Del mismo modo que jamás se me ocurriría decirle a Don Quijote que no hay gigantes, sino solo molinos de viento, nunca le diría a un creyente que se olvide de su Dios para abrazar el materialismo. Me pasa exactamente al revés: sospecho que soy yo el que ha olvidado algo importante en el camino, el que está abandonado y huérfano, ciego, a tientas en la oscuridad. Por eso escribo, porque tal vez la escritura, como un hilo de Ariadna, me ayude a salir del laberinto.

Así que cada vez que alguien me habla de una suprarrealidad en la que cree fervorosamente, yo escucho con humildad. Porque siento que me está dando una lección, que me está susurrando al oído: amplía tu imaginación, ensancha tu percepción.

Hay algo maravilloso y de una belleza conmovedora en esa visita que le hizo el escritor de ciencia ficción Ray Bradbury a un pastor en su iglesia. Le preguntó si la experiencia de Cristo era válida solo para nuestro planeta, o si era un mensaje cósmico, universal. Es decir, si la crucifixión y el dolor de Cristo eran legítimos aquí en la Tierra, y en Marte, o en Sirio, o en Alfa del Centauro, o en las Pléyades. ¿Por qué necesitaba precisar eso? Porque no sabía si la fe de sus personajes terrícolas era válida cuando viajaran en un cohete y llegaran a otras galaxias.

Eso soy yo: un ateo cósmico al que se le llenan los ojos de lágrimas cuando los personajes de Bradbury extraen de sus equipajes una Biblia y se arrodillan a orar en otros mundos.

* * *

Pocos meses después de publicar Paranormal Colombia supe que uno de sus protagonistas, Manuel, el hombre que llevaba ocho años como un ermitaño viviendo en una casa en un árbol, acababa de enfermar. Un tumor había empezado a crecer en su garganta y él había decidido no hacerse ningún tratamiento. Estaba preparado para la muerte, la venía, incluso, invocando. Para él no era nada trágico, sino una salida, una solución a una vida que consideraba ya agotada.

Durante años se había encerrado en su propiedad en las afueras de Saravena, muy cerca de la frontera con Venezuela, y había renegado de la vida superflua de las grandes ciudades. La sociedad de consumo le fastidiaba y la consideraba la plaga del hombre contemporáneo, el origen de su ruina moral. Sin embargo, Manuel no pudo solucionar una trampa que poco a poco lo hizo pedazos: descubrió que la soledad era el comienzo de una depresión cuya única cura era, precisamente, la presencia del otro.

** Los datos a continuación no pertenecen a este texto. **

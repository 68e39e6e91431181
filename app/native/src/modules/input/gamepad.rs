//! Gamepad polling.
//!
//! A gamepad is read once per scheduler tick as a [`GamepadSample`]. Digital
//! buttons fire on the released-to-pressed transition between consecutive
//! samples ([`EdgeDetector`]). Analog sticks fire when they leave the
//! deadzone and then repeat at a fixed cadence while held ([`RepeatGate`]).
//!
//! Button and axis indices follow the standard (XInput style) mapping.

use std::time::Duration;

use smallvec::SmallVec;

use super::commands::Command;
use crate::constants::{DEFAULT_DEADZONE, DEFAULT_REPEAT_INTERVAL_MS};
use crate::modules::layout::{CycleDirection, Direction};

// ============================================================================
// Standard Mapping
// ============================================================================

pub const BUTTON_A: usize = 0;
pub const BUTTON_Y: usize = 3;
pub const BUTTON_LB: usize = 4;
pub const BUTTON_RB: usize = 5;
pub const BUTTON_LT: usize = 6;
pub const BUTTON_RT: usize = 7;
pub const BUTTON_BACK: usize = 8;
pub const BUTTON_START: usize = 9;
pub const BUTTON_DPAD_UP: usize = 12;
pub const BUTTON_DPAD_DOWN: usize = 13;
pub const BUTTON_DPAD_LEFT: usize = 14;
pub const BUTTON_DPAD_RIGHT: usize = 15;

pub const AXIS_LEFT_X: usize = 0;
pub const AXIS_LEFT_Y: usize = 1;
pub const AXIS_RIGHT_X: usize = 2;
pub const AXIS_RIGHT_Y: usize = 3;

/// Edge-triggered buttons in the order their commands are emitted.
const BUTTON_BINDINGS: [(usize, Command); 10] = [
    (BUTTON_DPAD_UP, Command::Navigate(Direction::Up)),
    (BUTTON_DPAD_DOWN, Command::Navigate(Direction::Down)),
    (BUTTON_DPAD_LEFT, Command::Navigate(Direction::Left)),
    (BUTTON_DPAD_RIGHT, Command::Navigate(Direction::Right)),
    (BUTTON_A, Command::ToggleMaximize),
    (BUTTON_LB, Command::SwitchBlueprint(CycleDirection::Previous)),
    (BUTTON_RB, Command::SwitchBlueprint(CycleDirection::Next)),
    (BUTTON_START, Command::Save),
    (BUTTON_BACK, Command::Load),
    (BUTTON_Y, Command::ApplyToWindow),
];

/// Commands produced by one poll.
pub type GamepadCommands = SmallVec<[Command; 8]>;

// ============================================================================
// Samples
// ============================================================================

/// Raw state of one gamepad at a poll.
///
/// Axes are in `[-1.0, 1.0]`; missing axes and buttons read as neutral.
#[derive(Clone, Debug, Default, PartialEq)]
pub struct GamepadSample {
    pub axes: SmallVec<[f64; 4]>,
    pub buttons: SmallVec<[bool; 17]>,
}

impl GamepadSample {
    /// A sample with every axis centered and no button pressed.
    #[must_use]
    pub fn neutral() -> Self { Self::default() }

    /// Returns the sample with axis `index` set to `value`.
    #[must_use]
    pub fn with_axis(mut self, index: usize, value: f64) -> Self {
        if self.axes.len() <= index {
            self.axes.resize(index + 1, 0.0);
        }
        self.axes[index] = value;
        self
    }

    /// Returns the sample with button `index` held.
    #[must_use]
    pub fn with_button(mut self, index: usize) -> Self {
        if self.buttons.len() <= index {
            self.buttons.resize(index + 1, false);
        }
        self.buttons[index] = true;
        self
    }

    #[must_use]
    pub fn axis(&self, index: usize) -> f64 { self.axes.get(index).copied().unwrap_or(0.0) }

    #[must_use]
    pub fn pressed(&self, index: usize) -> bool { self.buttons.get(index).copied().unwrap_or(false) }
}

// ============================================================================
// Edge Detection
// ============================================================================

/// Tracks the previous poll's buttons to report fresh presses.
#[derive(Clone, Debug, Default)]
pub struct EdgeDetector {
    previous: SmallVec<[bool; 17]>,
}

impl EdgeDetector {
    #[must_use]
    pub fn new() -> Self { Self::default() }

    /// Returns `true` if `button` is pressed in `current` but was not in the
    /// previous sample.
    #[must_use]
    pub fn rising(&self, current: &GamepadSample, button: usize) -> bool {
        current.pressed(button) && !self.previous.get(button).copied().unwrap_or(false)
    }

    /// Records `current` as the previous sample for the next poll.
    pub fn advance(&mut self, current: &GamepadSample) {
        self.previous.clone_from(&current.buttons);
    }

    /// Forgets the previous sample, so held buttons fire again.
    pub fn clear(&mut self) { self.previous.clear(); }
}

// ============================================================================
// Repeat Gate
// ============================================================================

/// Lets a held input fire once, then again each time `interval` has elapsed.
#[derive(Clone, Debug)]
pub struct RepeatGate {
    interval: Duration,
    last_fired: Option<Duration>,
}

impl RepeatGate {
    #[must_use]
    pub const fn new(interval: Duration) -> Self { Self { interval, last_fired: None } }

    /// Advances the gate. `now` is any monotonic timestamp.
    ///
    /// Returns `true` when the input should fire. Releasing the input re-arms
    /// the gate immediately.
    pub fn poll(&mut self, active: bool, now: Duration) -> bool {
        if !active {
            self.last_fired = None;
            return false;
        }

        let ready = self.last_fired.is_none_or(|last| now.saturating_sub(last) > self.interval);
        if ready {
            self.last_fired = Some(now);
        }
        ready
    }

    #[must_use]
    pub const fn interval(&self) -> Duration { self.interval }
}

// ============================================================================
// Translator
// ============================================================================

/// Stick deadzone and repeat cadence.
#[derive(Clone, Copy, Debug, PartialEq)]
pub struct GamepadSettings {
    pub deadzone: f64,
    pub repeat_interval: Duration,
}

impl Default for GamepadSettings {
    fn default() -> Self {
        Self {
            deadzone: DEFAULT_DEADZONE,
            repeat_interval: Duration::from_millis(DEFAULT_REPEAT_INTERVAL_MS),
        }
    }
}

/// Converts successive gamepad samples into commands.
#[derive(Clone, Debug)]
pub struct GamepadTranslator {
    settings: GamepadSettings,
    edges: EdgeDetector,
    left_stick: RepeatGate,
    right_stick: RepeatGate,
}

impl GamepadTranslator {
    #[must_use]
    pub fn new(settings: GamepadSettings) -> Self {
        Self {
            settings,
            edges: EdgeDetector::new(),
            left_stick: RepeatGate::new(settings.repeat_interval),
            right_stick: RepeatGate::new(settings.repeat_interval),
        }
    }

    #[must_use]
    pub const fn settings(&self) -> GamepadSettings { self.settings }

    /// Processes one sample taken at `now`.
    ///
    /// The left stick navigates, or resizes while LT or RT is held. The right
    /// stick moves the focused tile. Horizontal and vertical deflection can
    /// both fire in the same poll.
    pub fn poll(&mut self, sample: &GamepadSample, now: Duration) -> GamepadCommands {
        let mut commands = GamepadCommands::new();
        let dz = self.settings.deadzone;

        let (lx, ly) = (sample.axis(AXIS_LEFT_X), sample.axis(AXIS_LEFT_Y));
        if self.left_stick.poll(stick_active(lx, ly, dz), now) {
            let resizing = sample.pressed(BUTTON_LT) || sample.pressed(BUTTON_RT);
            let to_command = if resizing { Command::Resize } else { Command::Navigate };
            commands.extend(stick_directions(lx, ly, dz).map(to_command));
        }

        let (rx, ry) = (sample.axis(AXIS_RIGHT_X), sample.axis(AXIS_RIGHT_Y));
        if self.right_stick.poll(stick_active(rx, ry, dz), now) {
            commands.extend(stick_directions(rx, ry, dz).map(Command::Move));
        }

        for (button, command) in BUTTON_BINDINGS {
            if self.edges.rising(sample, button) {
                commands.push(command);
            }
        }

        self.edges.advance(sample);

        if !commands.is_empty() {
            tracing::trace!(count = commands.len(), "gamepad commands");
        }
        commands
    }

    /// Drops all timing and edge state, e.g. after the pad disconnects.
    pub fn reset(&mut self) {
        self.edges.clear();
        self.left_stick = RepeatGate::new(self.settings.repeat_interval);
        self.right_stick = RepeatGate::new(self.settings.repeat_interval);
    }
}

impl Default for GamepadTranslator {
    fn default() -> Self { Self::new(GamepadSettings::default()) }
}

fn stick_active(x: f64, y: f64, deadzone: f64) -> bool { x.abs() > deadzone || y.abs() > deadzone }

/// Horizontal then vertical direction of a deflected stick.
fn stick_directions(x: f64, y: f64, deadzone: f64) -> impl Iterator<Item = Direction> {
    let horizontal = if x < -deadzone {
        Some(Direction::Left)
    } else if x > deadzone {
        Some(Direction::Right)
    } else {
        None
    };
    let vertical = if y < -deadzone {
        Some(Direction::Up)
    } else if y > deadzone {
        Some(Direction::Down)
    } else {
        None
    };
    horizontal.into_iter().chain(vertical)
}

#[cfg(test)]
mod tests {
    use super::*;

    const fn ms(value: u64) -> Duration { Duration::from_millis(value) }

    fn commands(translator: &mut GamepadTranslator, sample: &GamepadSample, at: u64) -> Vec<Command> {
        translator.poll(sample, ms(at)).into_vec()
    }

    #[test]
    fn test_edge_detector_fires_once_per_press() {
        let mut edges = EdgeDetector::new();
        let pressed = GamepadSample::neutral().with_button(BUTTON_A);

        assert!(edges.rising(&pressed, BUTTON_A));
        edges.advance(&pressed);
        assert!(!edges.rising(&pressed, BUTTON_A));

        edges.advance(&GamepadSample::neutral());
        assert!(edges.rising(&pressed, BUTTON_A));
    }

    #[test]
    fn test_repeat_gate_cadence() {
        let mut gate = RepeatGate::new(ms(220));
        assert!(gate.poll(true, ms(1000)));
        assert!(!gate.poll(true, ms(1100)));
        assert!(!gate.poll(true, ms(1220)));
        assert!(gate.poll(true, ms(1221)));
    }

    #[test]
    fn test_repeat_gate_rearms_on_release() {
        let mut gate = RepeatGate::new(ms(220));
        assert!(gate.poll(true, ms(0)));
        assert!(!gate.poll(false, ms(10)));
        assert!(gate.poll(true, ms(20)));
    }

    #[test]
    fn test_stick_inside_deadzone_is_ignored() {
        let mut translator = GamepadTranslator::default();
        let sample = GamepadSample::neutral().with_axis(AXIS_LEFT_X, 0.3);
        assert!(commands(&mut translator, &sample, 0).is_empty());
    }

    #[test]
    fn test_held_stick_repeats() {
        let mut translator = GamepadTranslator::default();
        let right = GamepadSample::neutral().with_axis(AXIS_LEFT_X, 0.9);

        let fired: usize = (0..=50)
            .map(|tick| commands(&mut translator, &right, tick * 16).len())
            .sum();

        // 0..=800ms at 16ms ticks fires at 0, 224, 448 and 672
        assert_eq!(fired, 4);
    }

    #[test]
    fn test_diagonal_stick_fires_both_axes() {
        let mut translator = GamepadTranslator::default();
        let sample = GamepadSample::neutral().with_axis(AXIS_LEFT_X, -0.8).with_axis(AXIS_LEFT_Y, 0.8);
        assert_eq!(
            commands(&mut translator, &sample, 0),
            vec![Command::Navigate(Direction::Left), Command::Navigate(Direction::Down)]
        );
    }

    #[test]
    fn test_trigger_turns_stick_into_resize() {
        let mut translator = GamepadTranslator::default();
        let sample = GamepadSample::neutral().with_axis(AXIS_LEFT_Y, -1.0).with_button(BUTTON_RT);
        assert_eq!(commands(&mut translator, &sample, 0), vec![Command::Resize(Direction::Up)]);
    }

    #[test]
    fn test_right_stick_moves() {
        let mut translator = GamepadTranslator::default();
        let sample = GamepadSample::neutral().with_axis(AXIS_RIGHT_X, 1.0);
        assert_eq!(commands(&mut translator, &sample, 0), vec![Command::Move(Direction::Right)]);
    }

    #[test]
    fn test_buttons_are_edge_triggered() {
        let mut translator = GamepadTranslator::default();
        let held = GamepadSample::neutral().with_button(BUTTON_DPAD_RIGHT).with_button(BUTTON_START);

        assert_eq!(
            commands(&mut translator, &held, 0),
            vec![Command::Navigate(Direction::Right), Command::Save]
        );
        assert!(commands(&mut translator, &held, 16).is_empty());
        assert!(commands(&mut translator, &GamepadSample::neutral(), 32).is_empty());
        assert_eq!(commands(&mut translator, &held, 48).len(), 2);
    }

    #[test]
    fn test_button_bindings() {
        let cases = [
            (BUTTON_A, Command::ToggleMaximize),
            (BUTTON_Y, Command::ApplyToWindow),
            (BUTTON_LB, Command::SwitchBlueprint(CycleDirection::Previous)),
            (BUTTON_RB, Command::SwitchBlueprint(CycleDirection::Next)),
            (BUTTON_BACK, Command::Load),
            (BUTTON_DPAD_UP, Command::Navigate(Direction::Up)),
        ];
        for (button, expected) in cases {
            let mut translator = GamepadTranslator::default();
            let sample = GamepadSample::neutral().with_button(button);
            assert_eq!(commands(&mut translator, &sample, 0), vec![expected]);
        }
    }

    #[test]
    fn test_triggers_alone_emit_nothing() {
        let mut translator = GamepadTranslator::default();
        let sample = GamepadSample::neutral().with_button(BUTTON_LT).with_button(BUTTON_RT);
        assert!(commands(&mut translator, &sample, 0).is_empty());
    }

    #[test]
    fn test_reset_refires_held_button() {
        let mut translator = GamepadTranslator::default();
        let held = GamepadSample::neutral().with_button(BUTTON_A);
        commands(&mut translator, &held, 0);
        translator.reset();
        assert_eq!(commands(&mut translator, &held, 16), vec![Command::ToggleMaximize]);
    }
}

A mediados de los años noventa, el escritor norteamericano Jon Krakauer publicó una novela inquietante, Into the Wild (Hacia rutas salvajes), que narra la historia real de un joven de clase media que decide liberarse de tanta atadura capitalista y se convierte en un aventurero nómada que consigue trabajos a salto de mata mientras cruza el país en busca de sí mismo. Al final, decide internarse en Alaska, territorio inhóspito con el que ha soñado durante años. Pero el poder de la naturaleza, que al principio le parece deslumbrante y sobrecogedor, poco a poco se transforma en un horror del que no sabe cómo escapar. En sus últimos instantes, enfermo, famélico, escribe una frase inolvidable: «No hay felicidad completa sin compañía».

La historia de Manuel transcurre de un modo paralelo a la de este doble norteamericano. Al comienzo la soledad le parece la cura a tanta contaminación publicitaria, a tanta tele-basura, a tanto afán monetario. Lee, medita, se dedica a la vida contemplativa. Pero con el paso de los años se da cuenta de que necesita del otro, reconoce dentro de sí un vacío que lo devora, que le hace daño, que lo hunde en estados de ánimo deplorables. Descubre dentro de sí mismo que está diseñado para interrelacionarse con sus congéneres.

Una noche cruzamos unas breves palabras por celular. Estaba ya internado en la clínica y el tumor lo mataría días después. Ambos sabíamos que no volveríamos a hablar, que era nuestra última conversación.

—¿Crees que aún hay una esperanza para la humanidad? —le digo escuchando al fondo un ruido que se parece al de una televisión encendida en una habitación comunitaria.